━━━━━ SUPPLIED RECORDS
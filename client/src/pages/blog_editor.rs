//! Add/edit form for blog posts, mounted behind `ProtectedRoute`.
//!
//! `/add-blog` starts from an empty draft; `/edit-blog/:id` loads the post
//! first and only offers the form to its owner.

use leptos::prelude::*;
use leptos_router::NavigateOptions;
use leptos_router::hooks::{use_navigate, use_params_map};

use crate::net::types::{Blog, BlogDraft, ResourceDraft};
use crate::pages::actions::{LoadStatus, ResourceActions, selected_image};
use crate::util::gate::is_owner;

#[component]
pub fn BlogEditorPage() -> impl IntoView {
    let actions = ResourceActions::for_view();
    let session = actions.session;
    let params = use_params_map();
    let navigate = use_navigate();
    let editing_id = Memo::new(move |_| params.read().get("id"));

    let existing = RwSignal::new(None::<Blog>);
    let status = RwSignal::new(if editing_id.get_untracked().is_some() {
        LoadStatus::Loading
    } else {
        LoadStatus::Ready
    });
    let draft = RwSignal::new(BlogDraft::default());
    let busy = RwSignal::new(false);
    let error = RwSignal::new(String::new());
    let image_input = NodeRef::<leptos::html::Input>::new();

    {
        let actions = actions.clone();
        Effect::new(move || {
            if let Some(id) = editing_id.get() {
                actions.load_into(id, existing, status);
            }
        });
    }
    Effect::new(move || {
        if let Some(blog) = existing.get() {
            draft.set(BlogDraft::from_blog(&blog));
        }
    });

    // Edit mode is only offered to the owner; add mode to anyone signed in.
    let may_edit = move || match editing_id.get() {
        None => true,
        Some(_) => existing.with(|blog| blog.as_ref().is_some_and(|b| is_owner(&session.get(), b))),
    };

    let on_submit = move |ev: leptos::ev::SubmitEvent| {
        ev.prevent_default();
        if busy.get() {
            return;
        }
        let current = draft.get();
        if let Err(problem) = current.validate() {
            error.set(problem.to_owned());
            return;
        }
        error.set(String::new());
        let existing_id = editing_id.get_untracked();
        let target = existing_id
            .as_ref()
            .map_or_else(|| "/blogs".to_owned(), |id| format!("/blogs/{id}"));
        let navigate = navigate.clone();
        actions.save(existing_id, current, selected_image(image_input), busy, move || {
            navigate(&target, NavigateOptions::default());
        });
    };

    view! {
        <section class="editor">
            <h1>{move || if editing_id.get().is_some() { "Edit Blog" } else { "Add Blog" }}</h1>
            {move || match status.get() {
                LoadStatus::Loading => view! { <p class="editor__status">"Loading..."</p> }.into_any(),
                LoadStatus::Failed(msg) => view! { <p class="editor__error">{msg}</p> }.into_any(),
                LoadStatus::Ready if !may_edit() => {
                    view! { <p class="editor__error">"Only the author can edit this blog."</p> }.into_any()
                }
                LoadStatus::Ready => ().into_any(),
            }}
            <Show when=move || status.get() == LoadStatus::Ready && may_edit()>
                <form class="editor__form" on:submit=on_submit.clone()>
                    <label class="editor__field">
                        "Title"
                        <input
                            type="text"
                            prop:value=move || draft.get().title
                            on:input=move |ev| draft.update(|d| d.title = event_target_value(&ev))
                        />
                    </label>
                    <label class="editor__field">
                        "Content"
                        <textarea
                            rows="12"
                            prop:value=move || draft.get().content
                            on:input=move |ev| draft.update(|d| d.content = event_target_value(&ev))
                        ></textarea>
                    </label>
                    <label class="editor__field">
                        "Cover image"
                        <input type="file" accept="image/*" node_ref=image_input/>
                    </label>
                    <Show when=move || !error.get().is_empty()>
                        <p class="editor__error">{move || error.get()}</p>
                    </Show>
                    <button class="editor__submit" type="submit" disabled=move || busy.get()>
                        {move || if busy.get() { "Saving..." } else { "Save" }}
                    </button>
                </form>
            </Show>
        </section>
    }
}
━━━━━━━━━━
● TASK: Set down, exactly as they appear above, all lines from the one that has "let on_submit = move" down to the one that has "let navigate = navigate.clone();", including those two and no others.

● RESPONSE TO THE EXERCISE:
    let on_submit = move |ev: leptos::ev::SubmitEvent| {
        ev.prevent_default();
        if busy.get() {
            return;
        }
        let current = draft.get();
        if let Err(problem) = current.validate() {
            error.set(problem.to_owned());
            return;
        }
        error.set(String::new());
        let existing_id = editing_id.get_untracked();
        let target = existing_id
            .as_ref()
            .map_or_else(|| "/blogs".to_owned(), |id| format!("/blogs/{id}"));
        let navigate = navigate.clone();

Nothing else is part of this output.